- _What you should do_
Each line below should be reproduced without any alteration.

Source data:
-=-=-

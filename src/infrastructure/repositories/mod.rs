mod in_memory;

pub use in_memory::{
    InMemoryMonitorRepo, InMemoryQuoteRepo, InMemoryRunRepo, InMemoryTickerRepo,
};
use chrono::NaiveDate;
use rust_decimal::Decimal;
use rust_decimal_macros::dec;
use serde::{Deserialize, Serialize};
use std::fmt;
use std::str::FromStr;

#[derive(Debug, Clone, Copy, PartialEq, Eq, Serialize, Deserialize)]
pub enum Side {
    Long,
    Short,
}

impl fmt::Display for Side {
    fn fmt(&self, f: &mut fmt::Formatter<'_>) -> fmt::Result {
        match self {
            Side::Long => write!(f, "LONG"),
            Side::Short => write!(f, "SHORT"),
        }
    }
}

impl FromStr for Side {
    type Err = String;

    fn from_str(s: &str) -> Result<Self, Self::Err> {
        match s.to_ascii_uppercase().as_str() {
            "LONG" => Ok(Side::Long),
            "SHORT" => Ok(Side::Short),
            other => Err(format!("unknown side '{other}'")),
        }
    }
}

#[derive(Debug, Clone, Copy, PartialEq, Eq, Serialize, Deserialize)]
pub enum PositionStatus {
    Open,
    Closed,
}

/// A directional holding. Created `Open`, transitions exactly once to
/// `Closed`; reopening is forbidden.
#[derive(Debug, Clone, Serialize, Deserialize)]
pub struct Position {
    pub id: u64,
    pub ticker: String,
    pub side: Side,
    pub open_price: Decimal,
    pub quantity: Decimal,
    /// Cash reserved at open: `open_price * quantity`.
    pub open_size: Decimal,
    /// Raw marked value `quantity * last_price`, updated on mark-to-market.
    pub current_size: Decimal,
    /// Most adverse side-corrected value observed while open.
    pub worst_value: Decimal,
    pub status: PositionStatus,
    pub open_date: NaiveDate,
    pub open_bar_index: usize,
    pub close_price: Option<Decimal>,
    pub close_size: Option<Decimal>,
    pub close_date: Option<NaiveDate>,
    pub close_bar_index: Option<usize>,
    pub comment: String,
}

impl Position {
    /// Side-corrected contribution to equity: a short gains when the raw
    /// marked value falls.
    pub fn market_value(&self) -> Decimal {
        match self.side {
            Side::Long => self.current_size,
            Side::Short => self.open_size + (self.open_size - self.current_size),
        }
    }

    /// Update the marked value and the adverse-excursion watermark.
    pub fn mark(&mut self, price: Decimal) {
        self.current_size = self.quantity * price;
        let value = self.market_value();
        if value < self.worst_value {
            self.worst_value = value;
        }
    }

    /// Realized profit, defined once the position is closed.
    /// Long: `close_size - open_size`; signs flipped for Short.
    pub fn profit(&self) -> Option<Decimal> {
        let close_size = self.close_size?;
        Some(match self.side {
            Side::Long => close_size - self.open_size,
            Side::Short => self.open_size - close_size,
        })
    }

    pub fn profit_percent(&self) -> Option<Decimal> {
        let close_size = self.close_size?;
        if self.open_size.is_zero() {
            return Some(Decimal::ZERO);
        }
        let raw = close_size / self.open_size * dec!(100) - dec!(100);
        Some(match self.side {
            Side::Long => raw,
            Side::Short => -raw,
        })
    }

    /// Worst unrealized loss seen while the position was open.
    pub fn drawdown_value(&self) -> Decimal {
        (self.open_size - self.worst_value).max(Decimal::ZERO)
    }

    pub fn drawdown_percent(&self) -> Decimal {
        if self.open_size.is_zero() {
            return Decimal::ZERO;
        }
        self.drawdown_value() / self.open_size * dec!(100)
    }
}

/// Ledger view of a closed position.
#[derive(Debug, Clone, Serialize, Deserialize)]
pub struct TradeLogEntry {
    pub ticker: String,
    pub side: Side,
    pub open_date: NaiveDate,
    pub close_date: NaiveDate,
    pub open_price: Decimal,
    pub close_price: Decimal,
    pub quantity: Decimal,
    pub profit: Decimal,
    pub profit_percent: Decimal,
    pub balance_after: Decimal,
    pub drawdown_value: Decimal,
    pub drawdown_percent: Decimal,
    pub bars_held: usize,
    pub comment: String,
}

#[cfg(test)]
mod tests {
    use super::*;

    fn open_position(side: Side, price: Decimal, qty: Decimal) -> Position {
        let open_size = price * qty;
        Position {
            id: 1,
            ticker: "X".into(),
            side,
            open_price: price,
            quantity: qty,
            open_size,
            current_size: open_size,
            worst_value: open_size,
            status: PositionStatus::Open,
            open_date: NaiveDate::from_ymd_opt(2024, 1, 2).unwrap(),
            open_bar_index: 0,
            close_price: None,
            close_size: None,
            close_date: None,
            close_bar_index: None,
            comment: String::new(),
        }
    }

    #[test]
    fn test_long_profit() {
        let mut pos = open_position(Side::Long, dec!(100), dec!(10));
        pos.close_size = Some(dec!(1100)); // closed at 110
        // profit = 1100 - 1000 = 100; pct = 10%
        assert_eq!(pos.profit().unwrap(), dec!(100));
        assert_eq!(pos.profit_percent().unwrap(), dec!(10));
    }

    #[test]
    fn test_short_profit_signs_flipped() {
        let mut pos = open_position(Side::Short, dec!(100), dec!(10));
        pos.close_size = Some(dec!(900)); // covered at 90
        // short gains when the close size shrinks
        assert_eq!(pos.profit().unwrap(), dec!(100));
        assert_eq!(pos.profit_percent().unwrap(), dec!(10));
    }

    #[test]
    fn test_short_market_value_moves_inversely() {
        let mut pos = open_position(Side::Short, dec!(100), dec!(10));
        pos.mark(dec!(110));
        // raw value 1100, side-corrected: 1000 - 100 = 900
        assert_eq!(pos.market_value(), dec!(900));
        pos.mark(dec!(90));
        assert_eq!(pos.market_value(), dec!(1100));
    }

    #[test]
    fn test_adverse_excursion_watermark() {
        let mut pos = open_position(Side::Long, dec!(100), dec!(10));
        pos.mark(dec!(95));
        pos.mark(dec!(105));
        pos.mark(dec!(98));
        // worst mark was 95 -> value 950, drawdown 50 (5%)
        assert_eq!(pos.drawdown_value(), dec!(50));
        assert_eq!(pos.drawdown_percent(), dec!(5));
    }
}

-=-=-

- _Task response_
filename src/infrastructure/repositories/mod.rs
mod in_memory;

pub use in_memory::{
    InMemoryMonitorRepo, InMemoryQuoteRepo, InMemoryRunRepo, InMemoryTickerRepo,
};
use chrono::NaiveDate;
use rust_decimal::Decimal;
use rust_decimal_macros::dec;
use serde::{Deserialize, Serialize};
use std::fmt;
use std::str::FromStr;

#[derive(Debug, Clone, Copy, PartialEq, Eq, Serialize, Deserialize)]
pub enum Side {
    Long,
    Short,
}

impl fmt::Display for Side {
    fn fmt(&self, f: &mut fmt::Formatter<'_>) -> fmt::Result {
        match self {
            Side::Long => write!(f, "LONG"),
            Side::Short => write!(f, "SHORT"),
        }
    }
}

impl FromStr for Side {
    type Err = String;

    fn from_str(s: &str) -> Result<Self, Self::Err> {
        match s.to_ascii_uppercase().as_str() {
            "LONG" => Ok(Side::Long),
            "SHORT" => Ok(Side::Short),
            other => Err(format!("unknown side '{other}'")),
        }
    }
}

#[derive(Debug, Clone, Copy, PartialEq, Eq, Serialize, Deserialize)]
pub enum PositionStatus {
    Open,
    Closed,
}

/// A directional holding. Created `Open`, transitions exactly once to
/// `Closed`; reopening is forbidden.
#[derive(Debug, Clone, Serialize, Deserialize)]
pub struct Position {
    pub id: u64,
    pub ticker: String,
    pub side: Side,
    pub open_price: Decimal,
    pub quantity: Decimal,
    /// Cash reserved at open: `open_price * quantity`.
    pub open_size: Decimal,
    /// Raw marked value `quantity * last_price`, updated on mark-to-market.
    pub current_size: Decimal,
    /// Most adverse side-corrected value observed while open.
    pub worst_value: Decimal,
    pub status: PositionStatus,
    pub open_date: NaiveDate,
    pub open_bar_index: usize,
    pub close_price: Option<Decimal>,
    pub close_size: Option<Decimal>,
    pub close_date: Option<NaiveDate>,
    pub close_bar_index: Option<usize>,
    pub comment: String,
}

impl Position {
    /// Side-corrected contribution to equity: a short gains when the raw
    /// marked value falls.
    pub fn market_value(&self) -> Decimal {
        match self.side {
            Side::Long => self.current_size,
            Side::Short => self.open_size + (self.open_size - self.current_size),
        }
    }

    /// Update the marked value and the adverse-excursion watermark.
    pub fn mark(&mut self, price: Decimal) {
        self.current_size = self.quantity * price;
        let value = self.market_value();
        if value < self.worst_value {
            self.worst_value = value;
        }
    }

    /// Realized profit, defined once the position is closed.
    /// Long: `close_size - open_size`; signs flipped for Short.
    pub fn profit(&self) -> Option<Decimal> {
        let close_size = self.close_size?;
        Some(match self.side {
            Side::Long => close_size - self.open_size,
            Side::Short => self.open_size - close_size,
        })
    }

    pub fn profit_percent(&self) -> Option<Decimal> {
        let close_size = self.close_size?;
        if self.open_size.is_zero() {
            return Some(Decimal::ZERO);
        }
        let raw = close_size / self.open_size * dec!(100) - dec!(100);
        Some(match self.side {
            Side::Long => raw,
            Side::Short => -raw,
        })
    }

    /// Worst unrealized loss seen while the position was open.
    pub fn drawdown_value(&self) -> Decimal {
        (self.open_size - self.worst_value).max(Decimal::ZERO)
    }

    pub fn drawdown_percent(&self) -> Decimal {
        if self.open_size.is_zero() {
            return Decimal::ZERO;
        }
        self.drawdown_value() / self.open_size * dec!(100)
    }
}

/// Ledger view of a closed position.
#[derive(Debug, Clone, Serialize, Deserialize)]
pub struct TradeLogEntry {
    pub ticker: String,
    pub side: Side,
    pub open_date: NaiveDate,
    pub close_date: NaiveDate,
    pub open_price: Decimal,
    pub close_price: Decimal,
    pub quantity: Decimal,
    pub profit: Decimal,
    pub profit_percent: Decimal,
    pub balance_after: Decimal,
    pub drawdown_value: Decimal,
    pub drawdown_percent: Decimal,
    pub bars_held: usize,
    pub comment: String,
}

#[cfg(test)]
mod tests {
    use super::*;

    fn open_position(side: Side, price: Decimal, qty: Decimal) -> Position {
        let open_size = price * qty;
        Position {
            id: 1,
            ticker: "X".into(),
            side,
            open_price: price,
            quantity: qty,
            open_size,
            current_size: open_size,
            worst_value: open_size,
            status: PositionStatus::Open,
            open_date: NaiveDate::from_ymd_opt(2024, 1, 2).unwrap(),
            open_bar_index: 0,
            close_price: None,
            close_size: None,
            close_date: None,
            close_bar_index: None,
            comment: String::new(),
        }
    }

    #[test]
    fn test_long_profit() {
        let mut pos = open_position(Side::Long, dec!(100), dec!(10));
        pos.close_size = Some(dec!(1100)); // closed at 110
        // profit = 1100 - 1000 = 100; pct = 10%
        assert_eq!(pos.profit().unwrap(), dec!(100));
        assert_eq!(pos.profit_percent().unwrap(), dec!(10));
    }

    #[test]
    fn test_short_profit_signs_flipped() {
        let mut pos = open_position(Side::Short, dec!(100), dec!(10));
        pos.close_size = Some(dec!(900)); // covered at 90
        // short gains when the close size shrinks
        assert_eq!(pos.profit().unwrap(), dec!(100));
        assert_eq!(pos.profit_percent().unwrap(), dec!(10));
    }

    #[test]
    fn test_short_market_value_moves_inversely() {
        let mut pos = open_position(Side::Short, dec!(100), dec!(10));
        pos.mark(dec!(110));
        // raw value 1100, side-corrected: 1000 - 100 = 900
        assert_eq!(pos.market_value(), dec!(900));
        pos.mark(dec!(90));
        assert_eq!(pos.market_value(), dec!(1100));
    }

    #[test]
    fn test_adverse_excursion_watermark() {
        let mut pos = open_position(Side::Long, dec!(100), dec!(10));
        pos.mark(dec!(95));
        pos.mark(dec!(105));
        pos.mark(dec!(98));
        // worst mark was 95 -> value 950, drawdown 50 (5%)
        assert_eq!(pos.drawdown_value(), dec!(50));
        assert_eq!(pos.drawdown_percent(), dec!(5));
    }
}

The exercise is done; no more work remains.